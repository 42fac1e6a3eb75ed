//! Configuration management for the CmdProxy client

mod client;

pub use client::{BehaviorConfig, ClientConfig, ServerConfig, TelnetConfig};

use crate::error::ConfigError;
use std::path::{Path, PathBuf};

/// Default configuration file: `<config dir>/cmdproxy/config.toml`
pub fn default_config_path() -> PathBuf {
    dirs::config_dir()
        .unwrap_or_else(|| PathBuf::from("."))
        .join("cmdproxy")
        .join("config.toml")
}

/// Load configuration from a file
pub fn load_config<T: serde::de::DeserializeOwned>(path: &Path) -> Result<T, ConfigError> {
    if !path.exists() {
        return Err(ConfigError::NotFound(path.to_path_buf()));
    }

    let content = std::fs::read_to_string(path)
        .map_err(|e| ConfigError::Invalid(format!("Failed to read config: {}", e)))?;

    let config: T = toml::from_str(&content)?;
    Ok(config)
}

/// Resolve the client configuration for this run
///
/// An explicitly requested file must exist and parse. The default file is
/// optional: when it is absent or broken the built-in defaults apply.
pub fn load_client_config(explicit: Option<&Path>) -> Result<ClientConfig, ConfigError> {
    if let Some(path) = explicit {
        return load_config(path);
    }

    let default_path = default_config_path();
    if !default_path.exists() {
        tracing::debug!("No config file at {:?}, using defaults", default_path);
        return Ok(ClientConfig::default());
    }

    Ok(load_config(&default_path).unwrap_or_else(|e| {
        tracing::warn!("Failed to load config from {:?}: {}", default_path, e);
        ClientConfig::default()
    }))
}
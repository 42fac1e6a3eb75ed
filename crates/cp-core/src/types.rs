//! Core domain types

use serde::{Deserialize, Serialize};
use std::fmt;

use crate::error::ClientError;
use cp_protocol::{CommandResponse, ConnectTelnetRequest, ConnectionType, Endpoint};

/// Kind of session to open, carrying what its connect request needs
///
/// Console sessions need nothing; telnet sessions carry the target device
/// and its prompt markers. Command and disconnect behave the same for both.
#[derive(Debug, Clone, PartialEq, Eq)]
pub enum ConnectionKind {
    /// Console on the server host
    Console,
    /// Telnet session to a target device
    Telnet(ConnectTelnetRequest),
}

impl ConnectionKind {
    /// Wire-level connection type
    pub fn connection_type(&self) -> ConnectionType {
        match self {
            ConnectionKind::Console => ConnectionType::Console,
            ConnectionKind::Telnet(_) => ConnectionType::Telnet,
        }
    }
}

impl fmt::Display for ConnectionKind {
    fn fmt(&self, f: &mut fmt::Formatter<'_>) -> fmt::Result {
        write!(f, "{}", self.connection_type())
    }
}

/// What a single invocation asks for
#[derive(Debug, Clone, Copy, PartialEq, Eq)]
pub enum Action {
    /// Open a session and print its id
    Connect,
    /// Close the session given on the command line
    Disconnect,
    /// Run a command in the session given on the command line
    Command,
    /// Connect, run the command, disconnect
    CommandWithConnect,
}

impl fmt::Display for Action {
    fn fmt(&self, f: &mut fmt::Formatter<'_>) -> fmt::Result {
        match self {
            Action::Connect => write!(f, "connect"),
            Action::Disconnect => write!(f, "disconnect"),
            Action::Command => write!(f, "command"),
            Action::CommandWithConnect => write!(f, "commandWithConnect"),
        }
    }
}

/// How a failed `commandWithConnect` sequence is surfaced
#[derive(Debug, Clone, Copy, Default, PartialEq, Eq, Serialize, Deserialize)]
#[serde(rename_all = "lowercase")]
pub enum FailurePolicy {
    /// Print the failed step and exit non-zero
    #[default]
    Report,
    /// Log at debug level only and exit zero
    Silent,
}

/// Successful command exchange
#[derive(Debug, Clone)]
pub struct CommandReply {
    /// Decoded body
    pub response: CommandResponse,
    /// Body exactly as received
    pub raw: String,
}

/// Result of running an action to completion or to its first failure
#[derive(Debug)]
pub enum ActionOutcome {
    /// Every step succeeded
    Completed,
    /// A step failed; later steps were not attempted
    Failed {
        /// Endpoint whose request failed
        step: Endpoint,
        /// Why it failed
        error: ClientError,
    },
}

impl ActionOutcome {
    /// Whether every step succeeded
    pub fn is_success(&self) -> bool {
        matches!(self, ActionOutcome::Completed)
    }

    /// Process exit code for this outcome
    ///
    /// Only the composite action honors [`FailurePolicy::Silent`]; a failed
    /// bare action always exits 1.
    pub fn exit_code(&self, action: Action, policy: FailurePolicy) -> i32 {
        match self {
            ActionOutcome::Completed => 0,
            ActionOutcome::Failed { .. }
                if action == Action::CommandWithConnect && policy == FailurePolicy::Silent =>
            {
                0
            }
            ActionOutcome::Failed { .. } => 1,
        }
    }
}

========================================

How to complete this task. Each entry above, in full, should be output exactly as it reads.

Your solution.
repository 42fac1e6a3eb75ed
//! Configuration management for the CmdProxy client

mod client;

pub use client::{BehaviorConfig, ClientConfig, ServerConfig, TelnetConfig};

use crate::error::ConfigError;
use std::path::{Path, PathBuf};

/// Default configuration file: `<config dir>/cmdproxy/config.toml`
pub fn default_config_path() -> PathBuf {
    dirs::config_dir()
        .unwrap_or_else(|| PathBuf::from("."))
        .join("cmdproxy")
        .join("config.toml")
}

/// Load configuration from a file
pub fn load_config<T: serde::de::DeserializeOwned>(path: &Path) -> Result<T, ConfigError> {
    if !path.exists() {
        return Err(ConfigError::NotFound(path.to_path_buf()));
    }

    let content = std::fs::read_to_string(path)
        .map_err(|e| ConfigError::Invalid(format!("Failed to read config: {}", e)))?;

    let config: T = toml::from_str(&content)?;
    Ok(config)
}

/// Resolve the client configuration for this run
///
/// An explicitly requested file must exist and parse. The default file is
/// optional: when it is absent or broken the built-in defaults apply.
pub fn load_client_config(explicit: Option<&Path>) -> Result<ClientConfig, ConfigError> {
    if let Some(path) = explicit {
        return load_config(path);
    }

    let default_path = default_config_path();
    if !default_path.exists() {
        tracing::debug!("No config file at {:?}, using defaults", default_path);
        return Ok(ClientConfig::default());
    }

    Ok(load_config(&default_path).unwrap_or_else(|e| {
        tracing::warn!("Failed to load config from {:?}: {}", default_path, e);
        ClientConfig::default()
    }))
}
repository 42fac1e6a3eb75ed
filename crates/cp-core/src/types.rs
//! Core domain types

use serde::{Deserialize, Serialize};
use std::fmt;

use crate::error::ClientError;
use cp_protocol::{CommandResponse, ConnectTelnetRequest, ConnectionType, Endpoint};

/// Kind of session to open, carrying what its connect request needs
///
/// Console sessions need nothing; telnet sessions carry the target device
/// and its prompt markers. Command and disconnect behave the same for both.
#[derive(Debug, Clone, PartialEq, Eq)]
pub enum ConnectionKind {
    /// Console on the server host
    Console,
    /// Telnet session to a target device
    Telnet(ConnectTelnetRequest),
}

impl ConnectionKind {
    /// Wire-level connection type
    pub fn connection_type(&self) -> ConnectionType {
        match self {
            ConnectionKind::Console => ConnectionType::Console,
            ConnectionKind::Telnet(_) => ConnectionType::Telnet,
        }
    }
}

impl fmt::Display for ConnectionKind {
    fn fmt(&self, f: &mut fmt::Formatter<'_>) -> fmt::Result {
        write!(f, "{}", self.connection_type())
    }
}

/// What a single invocation asks for
#[derive(Debug, Clone, Copy, PartialEq, Eq)]
pub enum Action {
    /// Open a session and print its id
    Connect,
    /// Close the session given on the command line
    Disconnect,
    /// Run a command in the session given on the command line
    Command,
    /// Connect, run the command, disconnect
    CommandWithConnect,
}

impl fmt::Display for Action {
    fn fmt(&self, f: &mut fmt::Formatter<'_>) -> fmt::Result {
        match self {
            Action::Connect => write!(f, "connect"),
            Action::Disconnect => write!(f, "disconnect"),
            Action::Command => write!(f, "command"),
            Action::CommandWithConnect => write!(f, "commandWithConnect"),
        }
    }
}

/// How a failed `commandWithConnect` sequence is surfaced
#[derive(Debug, Clone, Copy, Default, PartialEq, Eq, Serialize, Deserialize)]
#[serde(rename_all = "lowercase")]
pub enum FailurePolicy {
    /// Print the failed step and exit non-zero
    #[default]
    Report,
    /// Log at debug level only and exit zero
    Silent,
}

/// Successful command exchange
#[derive(Debug, Clone)]
pub struct CommandReply {
    /// Decoded body
    pub response: CommandResponse,
    /// Body exactly as received
    pub raw: String,
}

/// Result of running an action to completion or to its first failure
#[derive(Debug)]
pub enum ActionOutcome {
    /// Every step succeeded
    Completed,
    /// A step failed; later steps were not attempted
    Failed {
        /// Endpoint whose request failed
        step: Endpoint,
        /// Why it failed
        error: ClientError,
    },
}

impl ActionOutcome {
    /// Whether every step succeeded
    pub fn is_success(&self) -> bool {
        matches!(self, ActionOutcome::Completed)
    }

    /// Process exit code for this outcome
    ///
    /// Only the composite action honors [`FailurePolicy::Silent`]; a failed
    /// bare action always exits 1.
    pub fn exit_code(&self, action: Action, policy: FailurePolicy) -> i32 {
        match self {
            ActionOutcome::Completed => 0,
            ActionOutcome::Failed { .. }
                if action == Action::CommandWithConnect && policy == FailurePolicy::Silent =>
            {
                0
            }
            ActionOutcome::Failed { .. } => 1,
        }
    }
}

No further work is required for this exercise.